A 1978 graduate of the Moscow Conservatory, Toradze – like his close friend and frequent collaborator Valery Gergiev -- belongs to a generation of Soviet-trained musicians who came to the “neo-classical” Stravinsky beginning in the 1960s, and experienced this music differently than we did in the West.


5:00 – Stravinsky speaks: “music can express nothing” and cannot be “interpreted” – his neo-classical credo, formulated in Paris after World War I.

6:00 – A 1928 recording by Stravinsky and his son Soulima of Mozart’s C minor Fugue embodies the radically impersonal aesthetic Stravinsky now embraced; Horowitz calls it “insolently impersonal.”

8:30 – Toradze remembers Stravinsky’s own performance of The Firebird in Moscow (1962) as “very uninteresting.” In his edition of Stravinsky’s Piano Sonata (published after the composer’s death), Soulima contradicted his father and embraced expressive “interpretation.” Toradze understands Stravinsky’s strictures against interpretation as a strategy for counteracting traditional piano styles rooted in Romantic repertoire (Liszt, Chopin, etc.). He recalls that, in Russia in 1962, Stravinsky testified that he always “dreamt in Russian.”

23:00 – We sample Stravinsky’s own 1968 recording of the Piano Concerto (with Philippe Entremont). Toradze finds the opening Largo too fast; he endorses the original tempo marking: “Largissimo.” He argues that composers are sometimes self-consciously constrained performing their own music, and cites Rachmaninoff as an example.

32:00 – Movement 1 of the Stravinsky Concerto, with Toradze and Angel Gil-Ordonez conducting PostClassical Ensemble (2011)
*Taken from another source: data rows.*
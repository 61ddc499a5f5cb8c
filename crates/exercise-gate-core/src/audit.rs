// crates/exercise-gate-core/src/audit.rs
// ============================================================================
// Module: Exercise Gate Audit Logging
// Description: Structured JSON-line events emitted during verification runs.
// Purpose: Record outcomes and run milestones without a hard logging dependency.
// Dependencies: crate::core, serde, serde_json
// ============================================================================

//! ## Overview
//! Audit events are small serializable payloads tagged with an `event` label
//! and a millisecond timestamp. Sinks decide where they go: stderr, an
//! append-only file, memory (for tests), or nowhere. Sinks never fail the
//! run; write errors are dropped, and a sink that panics loses only the event
//! it was handed (see [`shielded`]).

// ============================================================================
// SECTION: Imports
// ============================================================================

use std::fs::File;
use std::fs::OpenOptions;
use std::io;
use std::io::Write;
use std::panic;
use std::panic::AssertUnwindSafe;
use std::path::Path;
use std::sync::Mutex;
use std::time::SystemTime;
use std::time::UNIX_EPOCH;

use serde::Serialize;
use serde_json::Value;

use crate::core::CandidateKind;
use crate::core::Outcome;
use crate::core::OutcomeStatus;
use crate::core::ReportEntry;
use crate::core::ReportSummary;
use crate::core::TopicId;
use crate::core::VariantName;

// ============================================================================
// SECTION: Events
// ============================================================================

/// Per-fixture outcome event.
#[derive(Debug, Clone, Serialize)]
pub struct FixtureOutcomeEvent {
    /// Event identifier.
    pub event: &'static str,
    /// Event timestamp (milliseconds since epoch).
    pub timestamp_ms: u128,
    /// Topic identifier.
    pub topic_id: TopicId,
    /// Candidate variant.
    pub variant_name: VariantName,
    /// Fixture position.
    pub fixture_index: usize,
    /// Outcome status.
    pub status: OutcomeStatus,
    /// Deciding script step, if any.
    pub step: Option<usize>,
    /// Fault category label for errors.
    pub fault_kind: Option<&'static str>,
}

impl FixtureOutcomeEvent {
    /// Builds the event for an outcome.
    #[must_use]
    pub fn from_outcome(outcome: &Outcome) -> Self {
        Self {
            event: "fixture_outcome",
            timestamp_ms: now_ms(),
            topic_id: outcome.topic_id.clone(),
            variant_name: outcome.variant_name.clone(),
            fixture_index: outcome.fixture_index,
            status: outcome.status,
            step: outcome.step,
            fault_kind: outcome.fault.as_ref().map(|fault| fault.kind.as_str()),
        }
    }
}

/// Candidate completion event.
#[derive(Debug, Clone, Serialize)]
pub struct CandidateVerifiedEvent {
    /// Event identifier.
    pub event: &'static str,
    /// Event timestamp (milliseconds since epoch).
    pub timestamp_ms: u128,
    /// Topic identifier.
    pub topic_id: TopicId,
    /// Candidate variant.
    pub variant_name: VariantName,
    /// Stub or solution.
    pub kind: CandidateKind,
    /// Fixtures run.
    pub fixtures: usize,
    /// Passing fixtures.
    pub passed: usize,
    /// Failing fixtures.
    pub failed: usize,
    /// Errored fixtures.
    pub errored: usize,
    /// Timed-out fixtures.
    pub timed_out: usize,
}

impl CandidateVerifiedEvent {
    /// Builds the event for a finished report entry.
    #[must_use]
    pub fn from_entry(entry: &ReportEntry) -> Self {
        Self {
            event: "candidate_verified",
            timestamp_ms: now_ms(),
            topic_id: entry.topic_id.clone(),
            variant_name: entry.variant_name.clone(),
            kind: entry.kind,
            fixtures: entry.outcomes.len(),
            passed: entry.count(OutcomeStatus::Pass),
            failed: entry.count(OutcomeStatus::Fail),
            errored: entry.count(OutcomeStatus::Error),
            timed_out: entry.count(OutcomeStatus::Timeout),
        }
    }
}

/// Topic rejected at load time.
#[derive(Debug, Clone, Serialize)]
pub struct TopicRejectedEvent {
    /// Event identifier.
    pub event: &'static str,
    /// Event timestamp (milliseconds since epoch).
    pub timestamp_ms: u128,
    /// Topic identifier.
    pub topic_id: TopicId,
    /// Rejection cause.
    pub reason: String,
}

impl TopicRejectedEvent {
    /// Builds the event.
    #[must_use]
    pub fn new(topic_id: TopicId, reason: impl Into<String>) -> Self {
        Self {
            event: "topic_rejected",
            timestamp_ms: now_ms(),
            topic_id,
            reason: reason.into(),
        }
    }
}

/// End-of-run summary.
#[derive(Debug, Clone, Serialize)]
pub struct RunCompleteEvent {
    /// Event identifier.
    pub event: &'static str,
    /// Event timestamp (milliseconds since epoch).
    pub timestamp_ms: u128,
    /// Aggregate counts.
    pub summary: ReportSummary,
}

impl RunCompleteEvent {
    /// Builds the event.
    #[must_use]
    pub fn new(summary: ReportSummary) -> Self {
        Self {
            event: "run_complete",
            timestamp_ms: now_ms(),
            summary,
        }
    }
}

/// Milliseconds since the Unix epoch, zero if the clock is before it.
fn now_ms() -> u128 {
    SystemTime::now().duration_since(UNIX_EPOCH).unwrap_or_default().as_millis()
}

// ============================================================================
// SECTION: Trait
// ============================================================================

/// Destination for verification audit events.
pub trait AuditSink: Send + Sync {
    /// Record a per-fixture outcome.
    fn record_outcome(&self, event: &FixtureOutcomeEvent);

    /// Record a finished candidate.
    fn record_candidate(&self, _event: &CandidateVerifiedEvent) {}

    /// Record a rejected topic.
    fn record_rejection(&self, _event: &TopicRejectedEvent) {}

    /// Record the end of a run.
    fn record_run(&self, _event: &RunCompleteEvent) {}
}

/// Runs one sink call, containing any panic it raises.
pub(crate) fn shielded(record: impl FnOnce()) {
    let _ = panic::catch_unwind(AssertUnwindSafe(record));
}

/// Writes one event as a JSON line, ignoring failures.
fn write_line<W: Write, T: Serialize>(writer: &mut W, event: &T) {
    if let Ok(payload) = serde_json::to_string(event) {
        let _ = writeln!(writer, "{payload}");
        let _ = writer.flush();
    }
}

// ============================================================================
// SECTION: Sinks
// ============================================================================

/// Audit sink that logs JSON lines to stderr.
pub struct StderrAuditSink;

impl AuditSink for StderrAuditSink {
    fn record_outcome(&self, event: &FixtureOutcomeEvent) {
        write_line(&mut io::stderr(), event);
    }

    fn record_candidate(&self, event: &CandidateVerifiedEvent) {
        write_line(&mut io::stderr(), event);
    }

    fn record_rejection(&self, event: &TopicRejectedEvent) {
        write_line(&mut io::stderr(), event);
    }

    fn record_run(&self, event: &RunCompleteEvent) {
        write_line(&mut io::stderr(), event);
    }
}

/// Audit sink that appends JSON lines to a file.
pub struct FileAuditSink {
    /// Append-only file handle.
    file: Mutex<File>,
}

impl FileAuditSink {
    /// Opens the audit log in append mode, creating it if missing.
    ///
    /// # Errors
    ///
    /// Returns an error if the file cannot be opened.
    pub fn new(path: &Path) -> io::Result<Self> {
        let file = OpenOptions::new().create(true).append(true).open(path)?;
        Ok(Self {
            file: Mutex::new(file),
        })
    }

    /// Appends one event.
    fn append<T: Serialize>(&self, event: &T) {
        if let Ok(mut file) = self.file.lock() {
            write_line(&mut *file, event);
        }
    }
}

impl AuditSink for FileAuditSink {
    fn record_outcome(&self, event: &FixtureOutcomeEvent) {
        self.append(event);
    }

    fn record_candidate(&self, event: &CandidateVerifiedEvent) {
        self.append(event);
    }

    fn record_rejection(&self, event: &TopicRejectedEvent) {
        self.append(event);
    }

    fn record_run(&self, event: &RunCompleteEvent) {
        self.append(event);
    }
}

/// No-op audit sink.
pub struct NoopAuditSink;

impl AuditSink for NoopAuditSink {
    fn record_outcome(&self, _event: &FixtureOutcomeEvent) {}
}

/// Audit sink that keeps events in memory.
#[derive(Default)]
pub struct MemoryAuditSink {
    /// Captured events as JSON values.
    events: Mutex<Vec<Value>>,
}

impl MemoryAuditSink {
    /// Creates an empty sink.
    #[must_use]
    pub fn new() -> Self {
        Self::default()
    }

    /// Returns a copy of all captured events.
    #[must_use]
    pub fn events(&self) -> Vec<Value> {
        self.events.lock().map(|events| events.clone()).unwrap_or_default()
    }

    /// Returns captured events with the given `event` label.
    #[must_use]
    pub fn events_named(&self, name: &str) -> Vec<Value> {
        self.events()
            .into_iter()
            .filter(|event| event.get("event").and_then(Value::as_str) == Some(name))
            .collect()
    }

    /// Captures one event.
    fn capture<T: Serialize>(&self, event: &T) {
        if let Ok(value) = serde_json::to_value(event)
            && let Ok(mut events) = self.events.lock()
        {
            events.push(value);
        }
    }
}

impl AuditSink for MemoryAuditSink {
    fn record_outcome(&self, event: &FixtureOutcomeEvent) {
        self.capture(event);
    }

    fn record_candidate(&self, event: &CandidateVerifiedEvent) {
        self.capture(event);
    }

    fn record_rejection(&self, event: &TopicRejectedEvent) {
        self.capture(event);
    }

    fn record_run(&self, event: &RunCompleteEvent) {
        self.capture(event);
    }
}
40:00 – The influence of jazz on Stravinsky and Toradze. During Toradze’s student years in Moscow, American jazz was “food for the soul”; it created the illusion “that’s what [American] freedom is about.”

54:00 – In 1978, on tour in Portland, Oregon, Toradze met Ella Fitzgerald and told her (onstage) that she was “a goddess” in the Soviet Union.

57:00 – In Toradze’s religious reading of the second movement of the Stravinsky Concerto, a “duality” of Roman Catholic and Russian Orthodox musical influences interact. Stravinsky, in France, believed his bleeding finger was cured by a religious miracle.

1:05 – Movement 2 of the Stravinsky Concerto, with Toradze and Gil-Ordonez

1:20 – Movement 3 of the Stravinsky Concerto, with Toradze and Gil-Ordonez

1:25 – Toradze remembers the Russian pianist Maria Yudina, “a colossal figure” who long championed Stravinsky in the USSR. She first heard the Stravinsky Concerto performed by Seymour Lipkin, Leonard Bernstein, and the NY Philharmonic on tour in Moscow in 1959. She met Stravinsky in Moscow in 1962 and was dismayed to discover him susceptible to “photo opportunities and journalists.”

We close by sampling Yudina’s 1962 recording of the Stravinsky Concerto, conducted by Genadi Rozhdestvensky.